/---
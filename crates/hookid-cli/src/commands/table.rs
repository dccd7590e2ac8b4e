//! Table command implementation.

use anyhow::Result;
use hookid::{HOOK_TABLE, HookEntry};

/// Run the table command
pub fn run(json: bool) -> Result<()> {
    if json {
        println!("{}", serde_json::to_string_pretty(HOOK_TABLE)?);
        return Ok(());
    }

    println!(
        "{:<8}  {:<12}  {:<6}  {:<6}  {:>10}  {:>10}",
        "Target", "Version", "Locked", "Label", "HookCall", "LoadLib"
    );
    for entry in HOOK_TABLE {
        println!("{}", format_row(entry));
    }
    Ok(())
}

fn format_row(entry: &HookEntry) -> String {
    format!(
        "{:<8}  {:<12}  {:<6}  {:<6}  0x{:08X}  0x{:08X}",
        entry.target.to_string(),
        entry.version.to_string(),
        if entry.region_locked { "yes" } else { "no" },
        entry.label,
        entry.hook_call_addr,
        entry.load_library_addr
    )
}
mod record;
mod scanner;

pub use record::{
    CODEVIEW_MAGIC, CodeViewRecord, DebugSignature, MAX_PATH_LEN, PathCheck, RECORD_HEADER_SIZE,
};
pub use scanner::{
    DebugSignatureScanner, DirectoryScan, IMAGE_DEBUG_TYPE_CODEVIEW, RegionScan, ScanSource,
    SignatureScan,
};
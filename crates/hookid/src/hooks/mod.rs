mod resolver;
mod table;

pub use resolver::{BlockReason, Resolution, UnknownVersion, resolve, resolve_in};
pub use table::{HOOK_TABLE, HookEntry, TargetKind, entries_for};
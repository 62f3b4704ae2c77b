//! Status and classification tags for deduction runs.
//!
//! These are plain tagged values. Any status may be replaced by any other;
//! no transition rules are enforced.

use crate::error::Error;
use serde::{Deserialize, Serialize};
use std::fmt;
use std::str::FromStr;

macro_rules! string_enum {
    (
        $(#[$meta:meta])*
        $name:ident { $($(#[$vmeta:meta])* $variant:ident => $value:literal),+ $(,)? }
    ) => {
        $(#[$meta])*
        #[derive(Clone, Copy, Debug, PartialEq, Eq, Hash, Serialize, Deserialize)]
        #[serde(rename_all = "lowercase")]
        pub enum $name {
            $($(#[$vmeta])* $variant),+
        }

        impl $name {
            /// All values, in declaration order.
            pub const ALL: &'static [$name] = &[$($name::$variant),+];

            /// Lowercase string form used in storage and JSON.
            pub fn as_str(&self) -> &'static str {
                match self {
                    $($name::$variant => $value),+
                }
            }
        }

        impl fmt::Display for $name {
            fn fmt(&self, f: &mut fmt::Formatter<'_>) -> fmt::Result {
                f.write_str(self.as_str())
            }
        }

        impl FromStr for $name {
            type Err = Error;

            fn from_str(s: &str) -> Result<Self, Self::Err> {
                match s {
                    $($value => Ok($name::$variant),)+
                    other => Err(Error::InvalidStatus(format!(
                        "unknown {} '{}'",
                        stringify!($name),
                        other
                    ))),
                }
            }
        }
    };
}

string_enum! {
    /// Lifecycle tag of a deduction plan.
    DeductionStatus {
        #[doc = "Configured but never started."]
        Inactive => "inactive",
        Running => "running",
        Finished => "finished",
        Error => "error",
    }
}

string_enum! {
    /// Health of a running deduction task.
    TaskState {
        Unknown => "unknown",
        Normal => "normal",
        Abnormal => "abnormal",
        /// The task has stopped.
        Terminal => "terminal",
    }
}

string_enum! {
    /// Kind of a task log message.
    TaskLogKind {
        Log => "log",
        Event => "event",
        /// Chart payload rendered by the front end.
        Echart => "echart",
    }
}

string_enum! {
    /// Severity of a task log message.
    TaskLogLevel {
        Info => "info",
        Warning => "warning",
        Error => "error",
        Critical => "critical",
    }
}

impl Default for DeductionStatus {
    fn default() -> Self {
        Self::Inactive
    }
}

impl Default for TaskState {
    fn default() -> Self {
        Self::Unknown
    }
}
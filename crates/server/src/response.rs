//! Response envelope shared by every endpoint.

use axum::Json;
use axum::http::StatusCode;
use axum::response::{IntoResponse, Response};
use serde::Serialize;

/// The `{code, msg, data}` body returned by every API route.
///
/// `code` always equals the HTTP status of the response.
#[derive(Debug, Serialize)]
pub struct Envelope<T> {
    pub code: u16,
    pub msg: String,
    pub data: Option<T>,
}

/// Successful API response carrying `data`.
#[derive(Debug)]
pub struct ApiResponse<T> {
    status: StatusCode,
    msg: String,
    data: T,
}

impl<T: Serialize> ApiResponse<T> {
    /// 200 response with the default message.
    pub fn ok(data: T) -> Self {
        Self {
            status: StatusCode::OK,
            msg: "success".to_string(),
            data,
        }
    }

    /// 200 response with a custom message.
    pub fn with_msg(data: T, msg: impl Into<String>) -> Self {
        Self {
            status: StatusCode::OK,
            msg: msg.into(),
            data,
        }
    }

    /// Response with data under a non-200 status.
    pub fn with_status(status: StatusCode, data: T, msg: impl Into<String>) -> Self {
        Self {
            status,
            msg: msg.into(),
            data,
        }
    }
}

impl<T: Serialize> IntoResponse for ApiResponse<T> {
    fn into_response(self) -> Response {
        let body = Envelope {
            code: self.status.as_u16(),
            msg: self.msg,
            data: Some(self.data),
        };
        (self.status, Json(body)).into_response()
    }
}

/// Envelope with no data, used for errors.
pub(crate) fn empty_envelope(status: StatusCode, msg: String) -> Response {
    let body: Envelope<()> = Envelope {
        code: status.as_u16(),
        msg,
        data: None,
    };
    (status, Json(body)).into_response()
}
//! Server test utilities.

use scheme_core::IdGenerator;
use scheme_core::config::{AppConfig, MetadataConfig, StorageConfig};
use scheme_metadata::{MetadataStore, SqliteStore};
use scheme_server::{AppState, create_router};
use scheme_storage::{FilesystemBackend, ObjectStore};
use std::sync::Arc;
use tempfile::TempDir;

/// Bucket used by every test server.
pub const TEST_BUCKET: &str = "agent";

/// A test server wrapper with all dependencies.
/// Note: #[allow(dead_code)] because each test file compiles common/ separately.
#[allow(dead_code)]
pub struct TestServer {
    pub router: axum::Router,
    pub state: AppState,
    _temp_dir: TempDir,
}

#[allow(dead_code)]
impl TestServer {
    /// Create a new test server with temporary storage.
    pub async fn new() -> Self {
        Self::with_config(|_| {}).await
    }

    /// Create a test server with custom config modifications.
    pub async fn with_config<F>(modifier: F) -> Self
    where
        F: FnOnce(&mut AppConfig),
    {
        let temp_dir = tempfile::tempdir().expect("Failed to create temp directory");

        let storage_path = temp_dir.path().join("storage");
        let storage: Arc<dyn ObjectStore> = Arc::new(
            FilesystemBackend::new(&storage_path, TEST_BUCKET)
                .await
                .expect("Failed to create storage backend"),
        );

        let db_path = temp_dir.path().join("metadata.db");
        let metadata: Arc<dyn MetadataStore> = Arc::new(
            SqliteStore::new(&db_path, None)
                .await
                .expect("Failed to create metadata store"),
        );

        let mut config = AppConfig {
            storage: StorageConfig::Filesystem {
                path: storage_path,
                bucket: TEST_BUCKET.to_string(),
            },
            metadata: MetadataConfig::Sqlite {
                path: db_path,
                query_timeout_secs: None,
            },
            ..AppConfig::for_testing()
        };
        modifier(&mut config);

        let state = AppState::new(config, storage, metadata, IdGenerator::default());
        let router = create_router(state.clone());

        Self {
            router,
            state,
            _temp_dir: temp_dir,
        }
    }

    /// Get access to the underlying metadata.
    pub fn metadata(&self) -> Arc<dyn MetadataStore> {
        self.state.metadata.clone()
    }

    /// Get access to the underlying object store.
    pub fn storage(&self) -> Arc<dyn ObjectStore> {
        self.state.storage.clone()
    }

    /// Prefix every API route is mounted under.
    pub fn prefix(&self) -> String {
        self.state.config.server.normalized_prefix()
    }

    /// Full path for an API route.
    pub fn url(&self, path: &str) -> String {
        format!("{}{}", self.prefix(), path)
    }
}
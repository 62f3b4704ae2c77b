//! Health endpoint.

use crate::response::ApiResponse;
use crate::state::AppState;
use axum::extract::State;
use axum::http::StatusCode;
use axum::response::{IntoResponse, Response};
use serde::Serialize;

/// Per-dependency health.
#[derive(Debug, Serialize)]
pub struct HealthResponse {
    pub metadata: &'static str,
    pub storage: &'static str,
}

fn label(ok: bool) -> &'static str {
    if ok { "ok" } else { "error" }
}

/// GET {prefix}/health - Check the metadata store and object store.
pub async fn health_check(State(state): State<AppState>) -> Response {
    let metadata_ok = match state.metadata.health_check().await {
        Ok(()) => true,
        Err(e) => {
            tracing::error!(error = %e, "Metadata health check failed");
            false
        }
    };
    let storage_ok = match state.storage.health_check().await {
        Ok(()) => true,
        Err(e) => {
            tracing::error!(
                backend = state.storage.backend_name(),
                error = %e,
                "Storage health check failed"
            );
            false
        }
    };

    let body = HealthResponse {
        metadata: label(metadata_ok),
        storage: label(storage_ok),
    };
    if metadata_ok && storage_ok {
        ApiResponse::ok(body).into_response()
    } else {
        ApiResponse::with_status(StatusCode::INTERNAL_SERVER_ERROR, body, "unhealthy")
            .into_response()
    }
}
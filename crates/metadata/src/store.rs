//! Metadata store trait and implementations.

use crate::error::{MetadataError, MetadataResult};
use crate::repos::{
    AgentRepo, DeductionPlanRepo, EnvInstanceRepo, EnvTemplateRepo, SchemeRepo, TaskLogRepo,
    TaskStatusRepo,
};
use async_trait::async_trait;
use sqlx::sqlite::{SqliteConnectOptions, SqlitePoolOptions};
use sqlx::{Pool, Sqlite};
use std::path::Path;
use std::str::FromStr;
use std::time::Duration;

/// Combined metadata store trait.
#[async_trait]
pub trait MetadataStore:
    AgentRepo
    + EnvTemplateRepo
    + EnvInstanceRepo
    + SchemeRepo
    + DeductionPlanRepo
    + TaskLogRepo
    + TaskStatusRepo
    + Send
    + Sync
{
    /// Create the schema if it does not exist.
    async fn migrate(&self) -> MetadataResult<()>;

    /// Check database connectivity and health.
    async fn health_check(&self) -> MetadataResult<()>;
}

/// SQLite-based metadata store.
pub struct SqliteStore {
    pool: Pool<Sqlite>,
}

impl SqliteStore {
    /// Create a new SQLite store.
    ///
    /// `query_timeout_secs` is applied as the busy timeout; SQLite has no
    /// statement cancellation.
    pub async fn new(
        path: impl AsRef<Path>,
        query_timeout_secs: Option<u64>,
    ) -> MetadataResult<Self> {
        let path = path.as_ref();

        if let Some(parent) = path.parent()
            && !parent.as_os_str().is_empty()
        {
            std::fs::create_dir_all(parent).map_err(|e| {
                MetadataError::Config(format!(
                    "cannot create database directory {}: {e}",
                    parent.display()
                ))
            })?;
        }

        let opts = SqliteConnectOptions::from_str(&format!("sqlite:{}?mode=rwc", path.display()))?
            .create_if_missing(true)
            .journal_mode(sqlx::sqlite::SqliteJournalMode::Wal)
            .synchronous(sqlx::sqlite::SqliteSynchronous::Normal)
            .foreign_keys(true)
            .busy_timeout(Duration::from_secs(query_timeout_secs.unwrap_or(5)));

        let pool = SqlitePoolOptions::new()
            // One connection avoids "database is locked" under concurrent writers.
            .max_connections(1)
            .connect_with(opts)
            .await?;

        let store = Self { pool };
        store.migrate().await?;

        tracing::debug!(path = %path.display(), "opened SQLite metadata store");
        Ok(store)
    }

    /// Get a reference to the connection pool.
    pub fn pool(&self) -> &Pool<Sqlite> {
        &self.pool
    }
}

#[async_trait]
impl MetadataStore for SqliteStore {
    async fn migrate(&self) -> MetadataResult<()> {
        sqlx::query(SCHEMA_SQL).execute(&self.pool).await?;
        Ok(())
    }

    async fn health_check(&self) -> MetadataResult<()> {
        sqlx::query("SELECT 1").execute(&self.pool).await?;
        Ok(())
    }
}

fn ensure_affected(rows: u64, what: impl FnOnce() -> String) -> MetadataResult<()> {
    if rows == 0 {
        Err(MetadataError::NotFound(what()))
    } else {
        Ok(())
    }
}
#[async_trait]
impl DeductionPlanRepo for PostgresStore {
    async fn create_deduction_plan(&self, plan: &DeductionPlanRow) -> MetadataResult<()> {
        if self.get_deduction_plan_by_name(&plan.name).await?.is_some() {
            return Err(MetadataError::AlreadyExists(format!(
                "deduction plan name '{}' already exists",
                plan.name
            )));
        }

        sqlx::query(
            r#"
            INSERT INTO deduction_plans (id, name, description, status, plan_config,
                                         start_time, created_at, updated_at)
            VALUES ($1, $2, $3, $4, $5, $6, $7, $8)
            "#,
        )
        .bind(plan.id)
        .bind(&plan.name)
        .bind(&plan.description)
        .bind(&plan.status)
        .bind(&plan.plan_config)
        .bind(plan.start_time)
        .bind(plan.created_at)
        .bind(plan.updated_at)
        .execute(&self.pool)
        .await
        .map_err(|e| {
            MetadataError::from_write(e, || {
                format!("deduction plan name '{}' already exists", plan.name)
            })
        })?;
        Ok(())
    }

    async fn get_deduction_plan(&self, id: i64) -> MetadataResult<Option<DeductionPlanRow>> {
        let row =
            sqlx::query_as::<_, DeductionPlanRow>("SELECT * FROM deduction_plans WHERE id = $1")
                .bind(id)
                .fetch_optional(&self.pool)
                .await?;
        Ok(row)
    }

    async fn get_deduction_plan_by_name(
        &self,
        name: &str,
    ) -> MetadataResult<Option<DeductionPlanRow>> {
        let row =
            sqlx::query_as::<_, DeductionPlanRow>("SELECT * FROM deduction_plans WHERE name = $1")
                .bind(name)
                .fetch_optional(&self.pool)
                .await?;
        Ok(row)
    }

    async fn list_deduction_plans(&self) -> MetadataResult<Vec<DeductionPlanRow>> {
        let rows =
            sqlx::query_as::<_, DeductionPlanRow>("SELECT * FROM deduction_plans ORDER BY id")
                .fetch_all(&self.pool)
                .await?;
        Ok(rows)
    }

    async fn update_deduction_plan(&self, plan: &DeductionPlanRow) -> MetadataResult<()> {
        if let Some(existing) = self.get_deduction_plan_by_name(&plan.name).await?
            && existing.id != plan.id
        {
            return Err(MetadataError::AlreadyExists(format!(
                "deduction plan name '{}' already exists",
                plan.name
            )));
        }

        let result = sqlx::query(
            r#"
            UPDATE deduction_plans
            SET name = $1, description = $2, status = $3, plan_config = $4, start_time = $5, updated_at = $6
            WHERE id = $7
            "#,
        )
        .bind(&plan.name)
        .bind(&plan.description)
        .bind(&plan.status)
        .bind(&plan.plan_config)
        .bind(plan.start_time)
        .bind(plan.updated_at)
        .bind(plan.id)
        .execute(&self.pool)
        .await
        .map_err(|e| {
            MetadataError::from_write(e, || {
                format!("deduction plan name '{}' already exists", plan.name)
            })
        })?;
        not_found_unless_affected(result.rows_affected(), || {
            format!("deduction plan {} not found", plan.id)
        })
    }

    async fn delete_deduction_plan(&self, id: i64) -> MetadataResult<()> {
        let result = sqlx::query("DELETE FROM deduction_plans WHERE id = $1")
            .bind(id)
            .execute(&self.pool)
            .await?;
        not_found_unless_affected(result.rows_affected(), || {
            format!("deduction plan {id} not found")
        })
    }
}

#[async_trait]
impl TaskLogRepo for PostgresStore {
    async fn create_task_log(&self, log: &TaskLogRow) -> MetadataResult<()> {
        sqlx::query(
            "INSERT INTO task_logs (id, task_id, suffix, content, kind, level, created_at) VALUES ($1, $2, $3, $4, $5, $6, $7)",
        )
        .bind(log.id)
        .bind(log.task_id)
        .bind(log.suffix)
        .bind(&log.content)
        .bind(&log.kind)
        .bind(&log.level)
        .bind(log.created_at)
        .execute(&self.pool)
        .await?;
        Ok(())
    }

    async fn get_task_log(&self, id: i64) -> MetadataResult<Option<TaskLogRow>> {
        let row = sqlx::query_as::<_, TaskLogRow>("SELECT * FROM task_logs WHERE id = $1")
            .bind(id)
            .fetch_optional(&self.pool)
            .await?;
        Ok(row)
    }

    async fn list_task_logs(&self) -> MetadataResult<Vec<TaskLogRow>> {
        let rows = sqlx::query_as::<_, TaskLogRow>("SELECT * FROM task_logs ORDER BY id")
            .fetch_all(&self.pool)
            .await?;
        Ok(rows)
    }

    async fn list_task_logs_by_task(&self, task_id: i64) -> MetadataResult<Vec<TaskLogRow>> {
        let rows = sqlx::query_as::<_, TaskLogRow>(
            "SELECT * FROM task_logs WHERE task_id = $1 ORDER BY created_at, id",
        )
        .bind(task_id)
        .fetch_all(&self.pool)
        .await?;
        Ok(rows)
    }

    async fn delete_task_log(&self, id: i64) -> MetadataResult<()> {
        let result = sqlx::query("DELETE FROM task_logs WHERE id = $1")
            .bind(id)
            .execute(&self.pool)
            .await?;
        not_found_unless_affected(result.rows_affected(), || format!("task log {id} not found"))
    }
}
\---
__Work task__: All lines that include the word "Deserialize" must be copied from the material above.

__Written reply__:
use serde::{Deserialize, Serialize};
        #[derive(Clone, Copy, Debug, PartialEq, Eq, Hash, Serialize, Deserialize)]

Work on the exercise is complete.